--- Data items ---

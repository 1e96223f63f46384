//! The injection engine
//!
//! Walks an instance's rule tree depth-first and applies every rule in
//! canonical order. Sub-clone subtrees are never entered directly — the
//! loop reconciliation path owns them, patching in place when the array
//! length is unchanged and rebuilding the whole group otherwise.

use serde_json::Value;
use tracing::{debug, trace, warn};

use crate::compile::rules::{
    marker, AttrRule, BindingRule, ClassRule, FieldRef, LoopRule, PropRule,
};
use crate::error::EngineError;
use crate::model;
use crate::markup::NodeId;

use super::hooks::Deferred;
use super::options::CloneOptions;
use super::Engine;

impl Engine {
    /// Apply every rule in the tree rooted at `clone` to `model`, then
    /// record the model and ordinal on the instance. Injection never
    /// fails for well-formed rule trees; the only error sources are
    /// unresolved hook names and a missing sub-template.
    pub(crate) fn inject(
        &mut self,
        clone: NodeId,
        data: &mut Value,
        count: u32,
        html: bool,
        transform: Option<&str>,
        deferred: &mut Vec<Deferred>,
    ) -> Result<(), EngineError> {
        if let Some(name) = transform {
            let hook = self.hooks.transform(name)?;
            hook(data);
        }
        self.walk(clone, data, count, html, deferred)?;
        let elem = self.doc.elem_mut(clone).unwrap();
        elem.state.model = Some(data.clone());
        elem.state.count = count;
        Ok(())
    }

    fn walk(
        &mut self,
        node: NodeId,
        data: &mut Value,
        count: u32,
        html: bool,
        deferred: &mut Vec<Deferred>,
    ) -> Result<(), EngineError> {
        let rules = self.doc.elem(node).and_then(|e| e.rules.clone());
        if let Some(rules) = rules {
            for rule in rules.rules() {
                match rule {
                    BindingRule::Transform(name) => {
                        let hook = self.hooks.transform(name)?;
                        hook(data);
                    }
                    BindingRule::Loop(loop_rule) => {
                        self.reconcile_loop(node, loop_rule, data, html, deferred)?;
                    }
                    BindingRule::Text(field) => self.inject_text(node, field, data, count, html),
                    BindingRule::Value(field) => self.inject_value(node, field, data, count),
                    BindingRule::Props(props) => self.apply_props(node, props, data),
                    BindingRule::Attrs(attrs) => self.apply_attrs(node, attrs, data, count),
                    BindingRule::Classes(classes) => self.apply_classes(node, classes, data),
                    BindingRule::Require(field) => {
                        let present = model::value(data, field).is_some();
                        self.set_visible(node, present);
                    }
                    BindingRule::Missing(field) => {
                        let present = model::value(data, field).is_some();
                        self.set_visible(node, !present);
                    }
                    BindingRule::Truthy(field) => {
                        self.set_visible(node, truth_of(data, field));
                    }
                    BindingRule::Falsy(field) => {
                        self.set_visible(node, !truth_of(data, field));
                    }
                    BindingRule::Callback(name) => deferred.push(Deferred::NodeCallback {
                        name: name.clone(),
                        node,
                    }),
                }
            }
        }

        for child in self.doc.children(node).to_vec() {
            if !self.doc.is_element(child) {
                continue;
            }
            // sub-clone instances are reconciled, never walked into
            if self.doc.has_class(child, marker::SUB_CLONE) {
                continue;
            }
            self.walk(child, data, count, html, deferred)?;
        }
        Ok(())
    }

    /// Align a loop container's sub-clones with the model's array field.
    /// Equal lengths patch element-for-element, preserving node identity;
    /// any length change discards and rebuilds the whole group. This
    /// length-only heuristic is deliberate — there is no identity key, so
    /// a reorder is observed as a rebuild.
    fn reconcile_loop(
        &mut self,
        container: NodeId,
        loop_rule: &LoopRule,
        data: &mut Value,
        html: bool,
        deferred: &mut Vec<Deferred>,
    ) -> Result<(), EngineError> {
        let current = model::value(data, &loop_rule.field).cloned();
        let mut items = match current {
            None => {
                // repair the missing field; existing sub-clones stay put
                model::assign(data, &loop_rule.field, Value::Array(Vec::new()));
                return Ok(());
            }
            Some(Value::Array(items)) => items,
            Some(other) => {
                warn!(
                    field = loop_rule.field.as_str(),
                    value = %other,
                    "loop field is not an array"
                );
                return Ok(());
            }
        };

        let existing = self.clone_children(container, &loop_rule.template);
        if existing.len() == items.len() {
            trace!(
                template = loop_rule.template.as_str(),
                len = items.len(),
                "patching loop in place"
            );
            for (i, sub) in existing.iter().enumerate() {
                self.inject(*sub, &mut items[i], (i + 1) as u32, html, None, deferred)?;
            }
        } else {
            debug!(
                template = loop_rule.template.as_str(),
                from = existing.len(),
                to = items.len(),
                "rebuilding loop"
            );
            for sub in existing {
                self.doc.detach(sub);
            }
            // rebuilt instances are numbered 1..M
            self.doc
                .elem_mut(container)
                .unwrap()
                .state
                .counts
                .insert(loop_rule.template.clone(), 0);
            let template = self.store.get(&loop_rule.template).cloned().ok_or_else(|| {
                EngineError::TemplateNotFound {
                    name: loop_rule.template.clone(),
                }
            })?;
            let opts = CloneOptions::new().with_container(container).with_html(html);
            for item in items.iter_mut() {
                self.replicate(&template, item, &opts, deferred)?;
            }
        }
        model::assign(data, &loop_rule.field, Value::Array(items));
        Ok(())
    }

    fn inject_text(&mut self, node: NodeId, field: &FieldRef, data: &Value, count: u32, html: bool) {
        let Some(value) = resolve_field(data, count, field) else {
            return;
        };
        if !model::is_primitive(&value) {
            return;
        }
        let rendered = model::to_display(&value);
        self.doc.clear_children(node);
        if html {
            let content = self.doc.parse_fragment(&rendered);
            for child in content {
                self.doc.append(node, child);
            }
        } else {
            let text = self.doc.create_text(rendered);
            self.doc.append(node, text);
        }
    }

    fn inject_value(&mut self, node: NodeId, field: &FieldRef, data: &Value, count: u32) {
        let Some(value) = resolve_field(data, count, field) else {
            return;
        };
        if !model::is_primitive(&value) {
            return;
        }
        let rendered = model::to_display(&value);
        let elem = self.doc.elem_mut(node).unwrap();
        if elem.control_value.as_deref() != Some(rendered.as_str()) {
            elem.control_value = Some(rendered);
        }
    }

    fn apply_props(&mut self, node: NodeId, props: &[PropRule], data: &Value) {
        for prop in props {
            let on = truth_of(data, &prop.field);
            self.doc.elem_mut(node).unwrap().set_prop(&prop.name, on);
        }
    }

    fn apply_attrs(&mut self, node: NodeId, attrs: &[AttrRule], data: &Value, count: u32) {
        for attr in attrs {
            let core = resolve_field(data, count, &attr.field)
                .map(|v| model::to_display(&v))
                .unwrap_or_default();
            let value = format!("{}{}{}", attr.prefix, core, attr.suffix);
            let elem = self.doc.elem_mut(node).unwrap();
            elem.set_attr(&attr.name, value.clone());
            // keep a bound value attribute in sync with the live control
            if attr.name == "value" && elem.control_value.as_deref() != Some(value.as_str()) {
                elem.control_value = Some(value);
            }
        }
    }

    fn apply_classes(&mut self, node: NodeId, classes: &[ClassRule], data: &Value) {
        for rule in classes {
            match rule {
                ClassRule::Literal { field } => {
                    if let Some(value) = model::value(data, field) {
                        let class = model::to_display(value);
                        self.doc.elem_mut(node).unwrap().add_class(&class);
                    }
                }
                ClassRule::Toggle { field, on, off } => {
                    let truth = truth_of(data, field);
                    let elem = self.doc.elem_mut(node).unwrap();
                    elem.toggle_class(on, truth);
                    if let Some(off) = off {
                        elem.toggle_class(off, !truth);
                    }
                }
            }
        }
    }

    fn set_visible(&mut self, node: NodeId, visible: bool) {
        self.doc.elem_mut(node).unwrap().visible = visible;
    }

    /// Direct children that are instances of the named template.
    pub(crate) fn clone_children(&self, container: NodeId, name: &str) -> Vec<NodeId> {
        self.doc
            .children(container)
            .iter()
            .copied()
            .filter(|c| self.doc.has_class(*c, marker::CLONE) && self.doc.has_class(*c, name))
            .collect()
    }
}

fn truth_of(data: &Value, field: &str) -> bool {
    model::value(data, field).map(model::real_truth).unwrap_or(false)
}

/// Resolve a field reference to an owned value: the ordinal, the whole
/// model, or the value at the dotted path.
fn resolve_field(data: &Value, count: u32, field: &FieldRef) -> Option<Value> {
    match field {
        FieldRef::Count => Some(Value::from(count)),
        FieldRef::Value => Some(data.clone()),
        FieldRef::Path(path) => model::value(data, path).cloned(),
    }
}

--- Instructions to follow ---
Within the records above, work out on how many lines the string "html" appears, and give only that number.

--- Answer to the problem ---
11